Oh, bukan, saya bukan antirokok. Justru saya sendiri pun perokok berat. Saya pun tahu kalau di kedai kopi itu memang tempat paling nyaman untuk merokok. Tapi, terkadang kenyamanan itu malah bikin para perokok buta dengan etika sosial. Seolah-olah, kalau suatu tempat nggak ada larangan “tertulis” untuk merokok, maka merokok sebebas-bebasnya bisa diwujudkan sekalipun itu merampas kenyamanan orang lain.
Saya punya beberapa alasan mengapa kalau ada orang yang nggak merokok, maka merokok itu perlu ada batasannya, kendati itu di tempat yang nggak ada larangan merokok seperti di kedai kopi. Jika selama ini alasan kampanye para aktivis antirokok berkutat di wilayah kesehatan jasmani, maka alasan saya sebagai perokok berat membahas ini berkutat di wilayah kesehatan sosial.
Asap rokok sama halnya dengan asap yang lain
Bagi kalian yang merokok, memang nggak akan merasa terganggu kalau di depan atau di sekitar kalian ada kepulan asap rokok. Karena selain asap rokok itu adalah konsumsi kalian, pun hidung kalian itu sudah terbiasa dengan bau dan sensasi asap rokok.
Tapi, sekarang bayangkan kalau kalian berada di kedai kopi yang penuh dengan kepulan asap knalpot atau asap dari bakar-bakar sampah. Saya yakin, sedikit banyak kalian akan terganggu bahkan bisa jadi misuh-misuh karena bau dan sensasinya yang nggak enak.
Nah, hal itu juga berlaku bagi perokok pasif. Walaupun volume, bau, dan sensasi kepulan asap rokok itu nggak sama dengan asap knalpot atau asap dari bakar-bakar sampah, tetap saja bagi perokok pasif, asap rokok itu asing dan mengganggu. Sebab, asap rokok bagi mereka bukanlah konsumsi, melainkan polusi.
Percayalah, baik asap knalpot, asap dari bakar-bakar sampah, maupun asap rokok, semuanya itu jika dilihat secara netral, ya sama-sama sebagai polusi udara. Hanya saja untuk asap rokok, ada unsur kimianya sendiri yang memungkinkan bisa dinikmati oleh orang-orang tertentu. Makanya bagi perokok, asap rokok itu sama sekali nggak mengganggu.
Bikin komunikasi jadi nggak efektif
Saya nggak tahu apakah asap rokok yang menganggu itu akan mengganggu kesehatan jasmani atau nggak. Yang pasti, bagi saya, asap rokok bisa menganggu kesehatan sosial. Lho, kok bisa?

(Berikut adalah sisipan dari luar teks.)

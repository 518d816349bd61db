#![forbid(unsafe_code)]
#![cfg_attr(docsrs, feature(doc_cfg))]
#![doc = include_str!("../README.md")]

mod config;
mod telemetry;
mod walk;

use std::io::BufWriter;
use std::process;
use std::sync::Arc;

use anyhow::Context;
use pagewalk_core::{MemoryStore, OperationCounter};
use pagewalk_repo::Repository;

use crate::config::Cli;

// Tracing target constants
pub const TRACING_TARGET_STARTUP: &str = "pagewalk_cli::startup";
pub const TRACING_TARGET_SHUTDOWN: &str = "pagewalk_cli::shutdown";
pub const TRACING_TARGET_CONFIG: &str = "pagewalk_cli::config";
pub const TRACING_TARGET_WALK: &str = "pagewalk_cli::walk";

#[tokio::main]
async fn main() {
    let Err(error) = run().await else {
        tracing::debug!(
            target: TRACING_TARGET_SHUTDOWN,
            "application terminated successfully"
        );
        process::exit(0);
    };

    if tracing::enabled!(tracing::Level::ERROR) {
        tracing::error!(
            target: TRACING_TARGET_SHUTDOWN,
            error = ?error,
            "application terminated with error"
        );
    } else {
        eprintln!("Error: {error:#}");
    }

    process::exit(1);
}

/// Main application entry point.
async fn run() -> anyhow::Result<()> {
    let cli = Cli::init();

    telemetry::init_tracing()?;
    cli.log();
    cli.validate()?;

    let config = cli.iteration_config()?;
    let counter = Arc::new(OperationCounter::new());
    let repo = Repository::new(Arc::new(MemoryStore::new())).with_hook(counter.clone());

    walk::load(&repo, &cli.input).await?;

    let out = BufWriter::new(std::io::stdout());
    let summary = walk::walk(&repo.pager(), &config, cli.iteration.limit, out)
        .await
        .context("walk failed")?;

    let operations = counter.snapshot();
    tracing::info!(
        target: TRACING_TARGET_WALK,
        total = summary.result.total_number_of_results(),
        emitted = summary.emitted,
        last_processed_id = ?summary.result.last_processed_id(),
        finished = summary.result.finished(),
        state = %summary.result.state(),
        reads = operations.reads,
        writes = operations.writes,
        "Walk complete"
    );

    Ok(())
}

Sekali lagi, sekarang bayangkan ketika kalian yang perokok sedang berkomunikasi dengan seorang kawan, terus tiba-tiba muncul kepulan asap dari bakar-bakar sampah. Walaupun katakanlah kalian nggak sesak napas atau batuk-batuk, saya yakin kalau aktivitas komunikasi kalian akan terganggu karena risih dengan bau dan sensasi asapnya.
Komunikasi kalian yang awalnya bisa lancar, tiba-tiba terjeda karena harus misuh-misuh. Atau, fokus pikiran kalian terpecah karena mikirin siapa yang membakar sampah sampai menyebabkan kepulan asap yang mengganggu itu. Walhasil, proses komunikasi jadinya nggak efektif gara-gara asap dari bakar-bakar sampah.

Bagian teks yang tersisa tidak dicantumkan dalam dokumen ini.